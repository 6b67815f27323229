//! Option catalogs for the questionnaire. Stored profile values come from
//! the `value` column; labels are only ever shown to the user.

/// One selectable answer for a catalog question.
#[derive(Debug, Clone, Copy, PartialEq, Eq)]
pub struct FieldOption {
    pub value: &'static str,
    pub label: &'static str,
}

/// A single-choice question with its fixed set of answers.
#[derive(Debug, Clone, Copy)]
pub struct FieldPrompt {
    pub question: &'static str,
    pub options: [FieldOption; 5],
}

const fn opt(value: &'static str, label: &'static str) -> FieldOption {
    FieldOption { value, label }
}

pub const WRITING_STYLE: FieldPrompt = FieldPrompt {
    question: "What best describes your overall writing style?",
    options: [
        opt("formal", "Formal and professional"),
        opt("conversational", "Conversational and friendly"),
        opt("technical", "Technical and detailed"),
        opt("storytelling", "Narrative and storytelling"),
        opt("persuasive", "Persuasive and compelling"),
    ],
};

pub const SPONTANEITY_LEVEL: FieldPrompt = FieldPrompt {
    question: "How spontaneous is your writing flow?",
    options: [
        opt("highly-structured", "Highly structured and planned"),
        opt("somewhat-structured", "Somewhat structured with room for spontaneity"),
        opt("balanced", "Balanced between structure and spontaneity"),
        opt("mostly-spontaneous", "Mostly spontaneous with minimal structure"),
        opt("completely-spontaneous", "Completely spontaneous and free-flowing"),
    ],
};

pub const EXPRESSIVENESS: FieldPrompt = FieldPrompt {
    question: "How expressive is your writing tone?",
    options: [
        opt("reserved", "Reserved and understated"),
        opt("moderate", "Moderately expressive"),
        opt("expressive", "Expressive and animated"),
        opt("highly-expressive", "Highly expressive and passionate"),
        opt("dramatic", "Dramatic and intense"),
    ],
};

pub const ELABORATION_STYLE: FieldPrompt = FieldPrompt {
    question: "How do you typically elaborate on ideas?",
    options: [
        opt("concise", "Concise and to the point"),
        opt("moderate-detail", "Moderate detail on key points"),
        opt("thorough", "Thorough and comprehensive"),
        opt("meandering", "Meandering and exploratory"),
        opt("example-driven", "Example-driven with stories"),
    ],
};

pub const RHYTHMIC_ELEMENTS: FieldPrompt = FieldPrompt {
    question: "Do you use rhythmic or repetitive elements in your writing?",
    options: [
        opt("never", "Never or rarely"),
        opt("occasionally", "Occasionally for emphasis"),
        opt("sometimes", "Sometimes in key sections"),
        opt("frequently", "Frequently throughout"),
        opt("signature-style", "It's a signature part of my style"),
    ],
};

pub const AUTHENTICITY_LEVEL: FieldPrompt = FieldPrompt {
    question: "How authentic and raw is your writing voice?",
    options: [
        opt("polished", "Polished and refined"),
        opt("balanced", "Balanced between polished and raw"),
        opt("mostly-authentic", "Mostly authentic with some polish"),
        opt("very-authentic", "Very authentic and genuine"),
        opt("completely-raw", "Completely raw and unfiltered"),
    ],
};

pub const STRENGTH_BALANCE: FieldPrompt = FieldPrompt {
    question: "How would you describe the strength of your writing voice?",
    options: [
        opt("gentle", "Gentle and soft-spoken"),
        opt("moderate", "Moderate and balanced"),
        opt("confident", "Confident and assertive"),
        opt("strong", "Strong and authoritative"),
        opt("powerful", "Powerful and commanding"),
    ],
};

pub const FLUIDITY_LEVEL: FieldPrompt = FieldPrompt {
    question: "How fluid and dynamic is your writing voice?",
    options: [
        opt("consistent", "Consistent and steady"),
        opt("mostly-consistent", "Mostly consistent with some variation"),
        opt("balanced", "Balanced between consistency and variation"),
        opt("dynamic", "Dynamic and varied"),
        opt("highly-dynamic", "Highly dynamic and constantly shifting"),
    ],
};

pub const EMOTIONAL_CONNECTION: FieldPrompt = FieldPrompt {
    question: "How do you create emotional connection with readers?",
    options: [
        opt("factual", "Factual with minimal emotional appeal"),
        opt("subtle", "Subtle emotional undertones"),
        opt("balanced", "Balanced facts and emotional appeal"),
        opt("emotional", "Emotionally engaging throughout"),
        opt("deeply-emotional", "Deeply emotional and moving"),
    ],
};

pub const PROGRESSION_STYLE: FieldPrompt = FieldPrompt {
    question: "How do your ideas typically progress in your writing?",
    options: [
        opt("linear", "Linear and sequential"),
        opt("structured", "Structured with clear sections"),
        opt("logical", "Logical with connected arguments"),
        opt("exploratory", "Exploratory with related tangents"),
        opt("organic", "Organic and naturally evolving"),
    ],
};

pub const READER_ADDRESSING: FieldPrompt = FieldPrompt {
    question: "How do you typically address your readers?",
    options: [
        opt("third-person", "Third-person (they, readers)"),
        opt("second-person", "Second-person (you, your)"),
        opt("first-person-inclusive", "First-person inclusive (we, us, our)"),
        opt("mixed", "Mixed approach depending on context"),
        opt("impersonal", "Impersonal with no direct addressing"),
    ],
};

pub const PERSUASION_LEVEL: FieldPrompt = FieldPrompt {
    question: "How persuasive is your writing typically?",
    options: [
        opt("informative", "Informative without persuasion"),
        opt("gently-persuasive", "Gently persuasive"),
        opt("moderately-persuasive", "Moderately persuasive"),
        opt("strongly-persuasive", "Strongly persuasive"),
        opt("highly-persuasive", "Highly persuasive and compelling"),
    ],
};

pub const PARAGRAPH_LENGTH: FieldPrompt = FieldPrompt {
    question: "What paragraph length do you typically use?",
    options: [
        opt("very-short", "Very short (1-2 sentences)"),
        opt("short", "Short (2-3 sentences)"),
        opt("medium", "Medium (3-5 sentences)"),
        opt("long", "Long (5-7 sentences)"),
        opt("varied", "Varied lengths for rhythm"),
    ],
};

pub const USE_OF_BULLET_POINTS: FieldPrompt = FieldPrompt {
    question: "How do you use bullet points or lists?",
    options: [
        opt("never", "Never or rarely"),
        opt("occasionally", "Occasionally for key points"),
        opt("sometimes", "Sometimes for clarity"),
        opt("frequently", "Frequently throughout"),
        opt("extensively", "Extensively as a core format"),
    ],
};

pub const HEADING_FREQUENCY: FieldPrompt = FieldPrompt {
    question: "How frequently do you use headings and subheadings?",
    options: [
        opt("never", "Never or rarely"),
        opt("main-sections", "Only for main sections"),
        opt("moderate", "Moderate use for clarity"),
        opt("frequent", "Frequent use throughout"),
        opt("extensive", "Extensive hierarchical structure"),
    ],
};

pub const TRANSITION_STYLE: FieldPrompt = FieldPrompt {
    question: "How do you transition between ideas?",
    options: [
        opt("abrupt", "Abrupt with clear breaks"),
        opt("minimal", "Minimal transitions"),
        opt("standard", "Standard transitional phrases"),
        opt("smooth", "Smooth and flowing connections"),
        opt("elaborate", "Elaborate bridges between ideas"),
    ],
};

pub const DIALECT_PREFERENCE: FieldPrompt = FieldPrompt {
    question: "Which dialect do you prefer?",
    options: [
        opt("american", "American English"),
        opt("british", "British English"),
        opt("australian", "Australian English"),
        opt("canadian", "Canadian English"),
        opt("neutral", "Neutral/International English"),
    ],
};

pub const SENTENCE_COMPLEXITY: FieldPrompt = FieldPrompt {
    question: "How complex are your sentences typically?",
    options: [
        opt("simple", "Simple and straightforward"),
        opt("mostly-simple", "Mostly simple with some complexity"),
        opt("mixed", "Mixed simple and complex"),
        opt("mostly-complex", "Mostly complex with some simple"),
        opt("complex", "Complex and sophisticated"),
    ],
};

pub const VOCABULARY_RANGE: FieldPrompt = FieldPrompt {
    question: "What vocabulary range do you typically use?",
    options: [
        opt("simple", "Simple and accessible"),
        opt("everyday", "Everyday with occasional specialized terms"),
        opt("varied", "Varied and contextual"),
        opt("advanced", "Advanced and precise"),
        opt("sophisticated", "Sophisticated and extensive"),
    ],
};

pub const INDUSTRY_JARGON: FieldPrompt = FieldPrompt {
    question: "How do you use industry jargon or specialized terminology?",
    options: [
        opt("avoid", "Avoid jargon completely"),
        opt("minimal", "Minimal with explanations"),
        opt("moderate", "Moderate use where appropriate"),
        opt("frequent", "Frequent use for expert audience"),
        opt("extensive", "Extensive technical terminology"),
    ],
};

pub const USE_EMOJIS: FieldPrompt = FieldPrompt {
    question: "Do you use emojis in your writing?",
    options: [
        opt("never", "Never use emojis"),
        opt("rarely", "Rarely (1-2 per post)"),
        opt("sometimes", "Sometimes (3-5 per post)"),
        opt("frequently", "Frequently (throughout post)"),
        opt("extensively", "Extensively (multiple per paragraph)"),
    ],
};

pub const USE_HASHTAGS: FieldPrompt = FieldPrompt {
    question: "Do you use hashtags in your content?",
    options: [
        opt("never", "Never use hashtags"),
        opt("end-only", "Only at the end (2-3 hashtags)"),
        opt("end-many", "Many at the end (4+ hashtags)"),
        opt("integrated", "Integrated within the text"),
        opt("both", "Both integrated and at the end"),
    ],
};

pub const CHARACTER_LIMIT: FieldPrompt = FieldPrompt {
    question: "What is your preferred content length?",
    options: [
        opt("very-short", "Very short (under 100 words)"),
        opt("short", "Short (100-200 words)"),
        opt("medium", "Medium (200-400 words)"),
        opt("long", "Long (400-800 words)"),
        opt("very-long", "Very long (800+ words)"),
    ],
};

pub const PERSONALITY_TRAITS: [&str; 16] = [
    "Thoughtful",
    "Humorous",
    "Analytical",
    "Empathetic",
    "Direct",
    "Optimistic",
    "Skeptical",
    "Passionate",
    "Curious",
    "Practical",
    "Inspirational",
    "Methodical",
    "Creative",
    "Authoritative",
    "Friendly",
    "Reflective",
];

pub const PERSONALITY_TRAITS_QUESTION: &str =
    "Which personality traits come through in your writing? (Select all that apply)";

pub const CUSTOM_INSTRUCTIONS_QUESTION: &str = "Any additional custom instructions? (Optional)";

/// The questionnaire collects up to this many reference samples.
pub const MAX_REFERENCE_SAMPLES: usize = 3;

#[cfg(test)]
mod tests {
    use super::*;

    #[test]
    fn catalog_values_are_unique_within_each_prompt() {
        let prompts = [
            WRITING_STYLE,
            SPONTANEITY_LEVEL,
            EXPRESSIVENESS,
            ELABORATION_STYLE,
            RHYTHMIC_ELEMENTS,
            AUTHENTICITY_LEVEL,
            STRENGTH_BALANCE,
            FLUIDITY_LEVEL,
            EMOTIONAL_CONNECTION,
            PROGRESSION_STYLE,
            READER_ADDRESSING,
            PERSUASION_LEVEL,
            PARAGRAPH_LENGTH,
            USE_OF_BULLET_POINTS,
            HEADING_FREQUENCY,
            TRANSITION_STYLE,
            DIALECT_PREFERENCE,
            SENTENCE_COMPLEXITY,
            VOCABULARY_RANGE,
            INDUSTRY_JARGON,
            USE_EMOJIS,
            USE_HASHTAGS,
            CHARACTER_LIMIT,
        ];
        for prompt in prompts {
            for (i, a) in prompt.options.iter().enumerate() {
                for b in &prompt.options[i + 1..] {
                    assert_ne!(a.value, b.value, "duplicate value in {:?}", prompt.question);
                }
            }
        }
    }

    #[test]
    fn builtin_default_answers_exist_in_catalogs() {
        let profile = crate::profile::StyleProfile::builtin_default();
        let pairs: [(&str, &FieldPrompt); 5] = [
            (&profile.writing_style, &WRITING_STYLE),
            (&profile.authenticity_level, &AUTHENTICITY_LEVEL),
            (&profile.reader_addressing, &READER_ADDRESSING),
            (&profile.use_hashtags, &USE_HASHTAGS),
            (&profile.character_limit, &CHARACTER_LIMIT),
        ];
        for (value, prompt) in pairs {
            assert!(
                prompt.options.iter().any(|option| option.value == value),
                "{value} missing from {:?}",
                prompt.question
            );
        }
        for trait_name in &profile.personality_traits {
            assert!(PERSONALITY_TRAITS.contains(&trait_name.as_str()));
        }
    }
}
══════════════════════════════
**Task statement**
Return nothing but the lines from the start of the listing above through the line containing "pub const WRITING_STYLE: FieldPrompt", exactly as given.

**Result**
repository 6b67815f27323229
//! Option catalogs for the questionnaire. Stored profile values come from
//! the `value` column; labels are only ever shown to the user.

/// One selectable answer for a catalog question.
#[derive(Debug, Clone, Copy, PartialEq, Eq)]
pub struct FieldOption {
    pub value: &'static str,
    pub label: &'static str,
}

/// A single-choice question with its fixed set of answers.
#[derive(Debug, Clone, Copy)]
pub struct FieldPrompt {
    pub question: &'static str,
    pub options: [FieldOption; 5],
}

const fn opt(value: &'static str, label: &'static str) -> FieldOption {
    FieldOption { value, label }
}

pub const WRITING_STYLE: FieldPrompt = FieldPrompt {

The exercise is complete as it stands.